Même Terry Gou, l’impérieux patron du géant taïwanais Foxconn, se lamente et songe à automatiser ses usines chinoises où s’active plus d’un million de salariés. La Chine par son entrée dans l’OMC en 2001 avait redéfini la globalisation en offrant une quantité illimitée de travail à prix cassé. Elle semble toucher son "tournant de Lewis", l’étape où cet afflux cesse et les salaires s’envolent selon la théorie d’Arthur Lewis, le prix Nobel d’économie en 1979. Les industries légères comme la confection ont été les premières à prendre le pli.

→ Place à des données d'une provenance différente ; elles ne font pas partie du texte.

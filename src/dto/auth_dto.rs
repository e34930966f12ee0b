use serde::{Deserialize, Serialize};
use utoipa::ToSchema;

#[derive(Debug, Clone, Deserialize)]
pub struct AuthQuery {
    pub token: String,
}

#[derive(Debug, Clone, Serialize, Deserialize, ToSchema)]
#[serde(rename_all = "camelCase")]
pub struct TokenResponse {
    pub access_token: String,
}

Les donneurs d’ordres misent sur le Vietnam, l’Éthiopie ou le Bangladesh, pays où le drame du Rana Plaza a rappelé que l’industrie ne saurait être une jungle. Cette nouvelle donne chinoise rouvre le jeu. "Le cas du Mexique est fascinant, remarque Pierre Derieux. Au rythme actuel, si l’on prend en compte les écarts de productivité, les coûts unitaires y seront en 2015 30 % inférieurs à ceux de la Chine où les salaires augmentent rapidement. Le Mexique bénéfice de nombreux facteurs favorables, comme la zone de prix du gaz de schiste américain. Et ses produits exportés sont trois à cinq fois plus denses en valeur ajoutée que ceux de la Chine."

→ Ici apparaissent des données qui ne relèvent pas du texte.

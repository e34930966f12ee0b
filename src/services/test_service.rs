use sqlx::PgPool;
use uuid::Uuid;

use crate::dto::test_dto::{CreateTestPayload, PatchTestPayload};
use crate::error::{Error, Result};
use crate::models::test::TestWithQuestions;
use crate::store::test_store::TestStore;

#[derive(Clone)]
pub struct TestService {
    pool: PgPool,
}

impl TestService {
    pub fn new(pool: PgPool) -> Self {
        Self { pool }
    }

    pub async fn count(&self, guids: Option<&[Uuid]>) -> Result<i64> {
        let mut conn = self.pool.acquire().await?;
        TestStore::count(&mut conn, guids).await
    }

    pub async fn get_one(&self, guid: Uuid) -> Result<TestWithQuestions> {
        let mut conn = self.pool.acquire().await?;
        TestStore::get_one(&mut conn, guid)
            .await?
            .ok_or_else(|| not_found(guid))
    }

    pub async fn get_multiple(
        &self,
        guids: Option<&[Uuid]>,
        limit: i64,
        offset: i64,
    ) -> Result<Vec<TestWithQuestions>> {
        let mut conn = self.pool.acquire().await?;
        TestStore::get_multiple(&mut conn, guids, limit, offset).await
    }

    pub async fn create(&self, actor: Uuid, form: CreateTestPayload) -> Result<TestWithQuestions> {
        let mut tx = self.pool.begin().await?;
        let test = TestStore::create(&mut tx, actor, &form).await?;
        tx.commit().await?;

        tracing::info!(test = %test.guid, %actor, "test created");
        Ok(TestWithQuestions {
            test,
            questions: Vec::new(),
        })
    }

    pub async fn update(
        &self,
        actor: Uuid,
        guid: Uuid,
        form: CreateTestPayload,
    ) -> Result<TestWithQuestions> {
        let mut tx = self.pool.begin().await?;
        TestStore::get_one(&mut tx, guid)
            .await?
            .ok_or_else(|| not_found(guid))?;
        let test = TestStore::update(&mut tx, actor, guid, &form)
            .await?
            .ok_or_else(|| not_found(guid))?;
        tx.commit().await?;

        tracing::info!(test = %guid, %actor, "test updated");
        Ok(test)
    }

    pub async fn patch(
        &self,
        actor: Uuid,
        guid: Uuid,
        form: PatchTestPayload,
    ) -> Result<TestWithQuestions> {
        let mut tx = self.pool.begin().await?;
        TestStore::get_one(&mut tx, guid)
            .await?
            .ok_or_else(|| not_found(guid))?;
        let test = TestStore::patch(&mut tx, actor, guid, &form)
            .await?
            .ok_or_else(|| not_found(guid))?;
        tx.commit().await?;

        tracing::info!(test = %guid, %actor, "test patched");
        Ok(test)
    }

    /// Soft-deletes the test only; its questions stay live underneath the
    /// tombstoned parent.
    pub async fn delete(&self, actor: Uuid, guid: Uuid) -> Result<()> {
        let mut tx = self.pool.begin().await?;
        TestStore::get_one(&mut tx, guid)
            .await?
            .ok_or_else(|| not_found(guid))?;
        TestStore::delete(&mut tx, actor, guid).await?;
        tx.commit().await?;

        tracing::info!(test = %guid, %actor, "test deleted");
        Ok(())
    }
}

fn not_found(guid: Uuid) -> Error {
    Error::NotFound(format!("Test {} not found", guid))
}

L’INTERNATIONALISATION COMME REMÈDE

Dans l’Asie du Sud-Est bouillonnante, d’autres nations veulent leur part de ces changements. La Thaïlande notamment s’invente en hub industriel. Sa recette : une fiscalité attractive, un cadre des affaires bien noté et une politique publique volontariste en dépit des coups d’État et d’inondations récurrents. Selon un modèle éprouvé en Asie, ce pays de plein-emploi s’est doté d’immenses zones industrielles gérées par des développeurs tels Amata ou Hemaraj, attirant les investisseurs étrangers, nippons surtout, qui ont fait de ce pays un véritable porte-avions japonais.

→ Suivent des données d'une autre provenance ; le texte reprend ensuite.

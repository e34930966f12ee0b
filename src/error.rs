use axum::{
    http::{header, StatusCode},
    response::{IntoResponse, Json},
};
use serde::Serialize;
use std::collections::BTreeSet;

pub type Result<T> = std::result::Result<T, Error>;

#[derive(Debug, thiserror::Error)]
pub enum Error {
    #[error("Configuration error: {0}")]
    Config(String),

    #[error("Bad request: {0}")]
    BadRequest(String),

    #[error("Unauthorized: {0}")]
    Unauthorized(String),

    #[error("Not found: {0}")]
    NotFound(String),

    #[error("Database error: {0}")]
    Database(sqlx::Error),

    #[error("Validation error: {0}")]
    Validation(#[from] validator::ValidationErrors),

    #[error("JSON error: {0}")]
    Json(#[from] serde_json::Error),

    #[error(transparent)]
    Anyhow(#[from] anyhow::Error),

    #[error("HTTP error: {0}")]
    Reqwest(#[from] reqwest::Error),

    #[error("Internal error: {0}")]
    Internal(String),
}

/// Error envelope shared by every non-2xx response: a top-level message plus
/// a list of structured sub-errors.
#[derive(Debug, Serialize)]
pub struct ErrorBody {
    pub message: String,
    pub errors: Vec<ErrorMessage>,
}

#[derive(Debug, Serialize)]
pub struct ErrorMessage {
    pub message: String,
}

impl ErrorBody {
    fn new(message: impl Into<String>, errors: Vec<String>) -> Self {
        Self {
            message: message.into(),
            errors: errors
                .into_iter()
                .map(|message| ErrorMessage { message })
                .collect(),
        }
    }
}

impl IntoResponse for Error {
    fn into_response(self) -> axum::response::Response {
        let (status, body) = match self {
            Error::BadRequest(msg) => (
                StatusCode::BAD_REQUEST,
                ErrorBody::new("Request could not be processed", vec![msg]),
            ),
            Error::Unauthorized(msg) => {
                let body = ErrorBody::new("Authorization failed", vec![msg]);
                return (
                    StatusCode::UNAUTHORIZED,
                    [(header::WWW_AUTHENTICATE, "Bearer")],
                    Json(body),
                )
                    .into_response();
            }
            Error::NotFound(msg) => (
                StatusCode::NOT_FOUND,
                ErrorBody::new("Resource not found", vec![msg]),
            ),
            Error::Validation(errors) => (
                StatusCode::BAD_REQUEST,
                ErrorBody::new("Request validation failed", validation_messages(&errors)),
            ),
            Error::Json(err) => (
                StatusCode::BAD_REQUEST,
                ErrorBody::new("Request could not be processed", vec![err.to_string()]),
            ),
            other => {
                tracing::error!(error = %other, "unhandled error");
                (StatusCode::INTERNAL_SERVER_ERROR, internal_body(&other))
            }
        };

        (status, Json(body)).into_response()
    }
}

#[cfg(debug_assertions)]
fn internal_body(error: &Error) -> ErrorBody {
    ErrorBody::new("An unexpected error occurred", vec![error.to_string()])
}

#[cfg(not(debug_assertions))]
fn internal_body(_error: &Error) -> ErrorBody {
    ErrorBody::new("An unexpected error occurred", Vec::new())
}

fn validation_messages(errors: &validator::ValidationErrors) -> Vec<String> {
    let unique: BTreeSet<String> = errors
        .field_errors()
        .iter()
        .flat_map(|(field, errors)| {
            errors
                .iter()
                .map(move |error| format!("Field {} has an invalid value ({})", field, error.code))
        })
        .collect();
    unique.into_iter().collect()
}

impl From<sqlx::Error> for Error {
    fn from(err: sqlx::Error) -> Self {
        match err {
            sqlx::Error::RowNotFound => Error::NotFound("Resource not found".to_string()),
            other => Error::Database(other),
        }
    }
}

#[cfg(test)]
mod tests {
    use super::*;
    use axum::body::to_bytes;
    use serde_json::Value as JsonValue;

    async fn body_json(response: axum::response::Response) -> JsonValue {
        let bytes = to_bytes(response.into_body(), 1024 * 1024).await.unwrap();
        serde_json::from_slice(&bytes).unwrap()
    }

    #[tokio::test]
    async fn unauthorized_carries_bearer_challenge() {
        let response = Error::Unauthorized("invalid token".into()).into_response();
        assert_eq!(response.status(), StatusCode::UNAUTHORIZED);
        assert_eq!(
            response.headers().get(header::WWW_AUTHENTICATE).unwrap(),
            "Bearer"
        );
        let body = body_json(response).await;
        assert_eq!(body["errors"][0]["message"], "invalid token");
    }

    #[tokio::test]
    async fn not_found_uses_envelope() {
        let response = Error::NotFound("Test 42 not found".into()).into_response();
        assert_eq!(response.status(), StatusCode::NOT_FOUND);
        let body = body_json(response).await;
        assert_eq!(body["message"], "Resource not found");
        assert_eq!(body["errors"][0]["message"], "Test 42 not found");
    }

    #[tokio::test]
    async fn validation_errors_are_deduplicated() {
        use validator::Validate;

        #[derive(Validate)]
        struct Payload {
            #[validate(length(min = 1))]
            title: String,
        }

        let errors = Payload {
            title: String::new(),
        }
        .validate()
        .unwrap_err();
        let response = Error::Validation(errors).into_response();
        assert_eq!(response.status(), StatusCode::BAD_REQUEST);
        let body = body_json(response).await;
        assert_eq!(body["message"], "Request validation failed");
        assert_eq!(body["errors"].as_array().unwrap().len(), 1);
    }
}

Dans l’automobile, Toyota, Nissan, Mazda ou Isuzu jouent ce jeu à fond. À 80 km de Bangkok, Nakorn, le plus grand "estate" d’Amata, s’étend ainsi sur 30 km2. Dans plus de 500 usines, un demi-million de salariés s’y activent. Ce modèle n’aura sans doute qu’un temps, car la Thaïlande, à la différence de la Corée voilà trente ans, investit peu en R&D et toutes les technologies sont importées. En attendant, elle a fabriqué l’an passé 2,48 millions de véhicules, 10 % de plus que la France ! "Faire du business ici, c’est simple", assène Segsarn Trai-Ukos, le patron de Michelin en Thaïlande qui tente de participer au festin avec des groupes français tels que Saint-Gobain ou Faurecia.

L’Europe et la France dans tout cela ? L’Italien Antonio Tajani, commissaire européen chargé de l’industrie, ne s’avoue pas vaincu. "Nous avons un objectif volontariste : parvenir en Europe à 20 % du PIB dans l’industrie en 2020, contre 17 % aujourd’hui. C’est possible en jouant de nos atouts technologiques. L’un des remèdes à la désindustrialisation, c’est aussi l’internationalisation." L’OCDE ne dit pas autre chose. Elle a lancé en 2012 avec l’OMC une base de données sur les "chaînes de valeur mondiale". Pour Dorothée Rouzet, trade policy analyst à l’OCDE, "on voit que la compétitivité des exportations d’un pays dépend pour partie de leur contenu en importation de biens et services intermédiaires". Max Blanchet confirme. "Le sujet est 'qu’est-ce que je produis et où ?' Localiser des produits à valeur ajoutée comme du tissage de composite en 3D dans un pays à coût élevé n’est pas un problème. Mais il ne faut pas songer à conserver des activités non viables comme on le voudrait en France." Un choix fait il y a vingt ans par l’Allemagne avec son hinterland de sous-traitants en Europe de l’Est. Que certains imaginent pour la France avec le sud de l’Europe (Portugal…) ou de la Méditerranée.

Au Maroc, Abdelkader Amara, le ministre de l’Énergie, est familier du concept de colocalisation (repris par François Hollande lors de sa visite à Rabat, en avril). "Le Maroc peut être cette base de coût compétitive optimisant vos chaînes de valeur." Un choix fait par Aircelle (Safran), qui fabrique depuis quatre ans des composants de nacelles de réacteur à Casablanca, livrés en Normandie pour y être assemblés. "Sans cela, assure-t-on chez Aircelle, nous aurions perdu des marchés et de l’activité dans l’Hexagone." La bataille du made in France se gagne parfois par des voies détournées.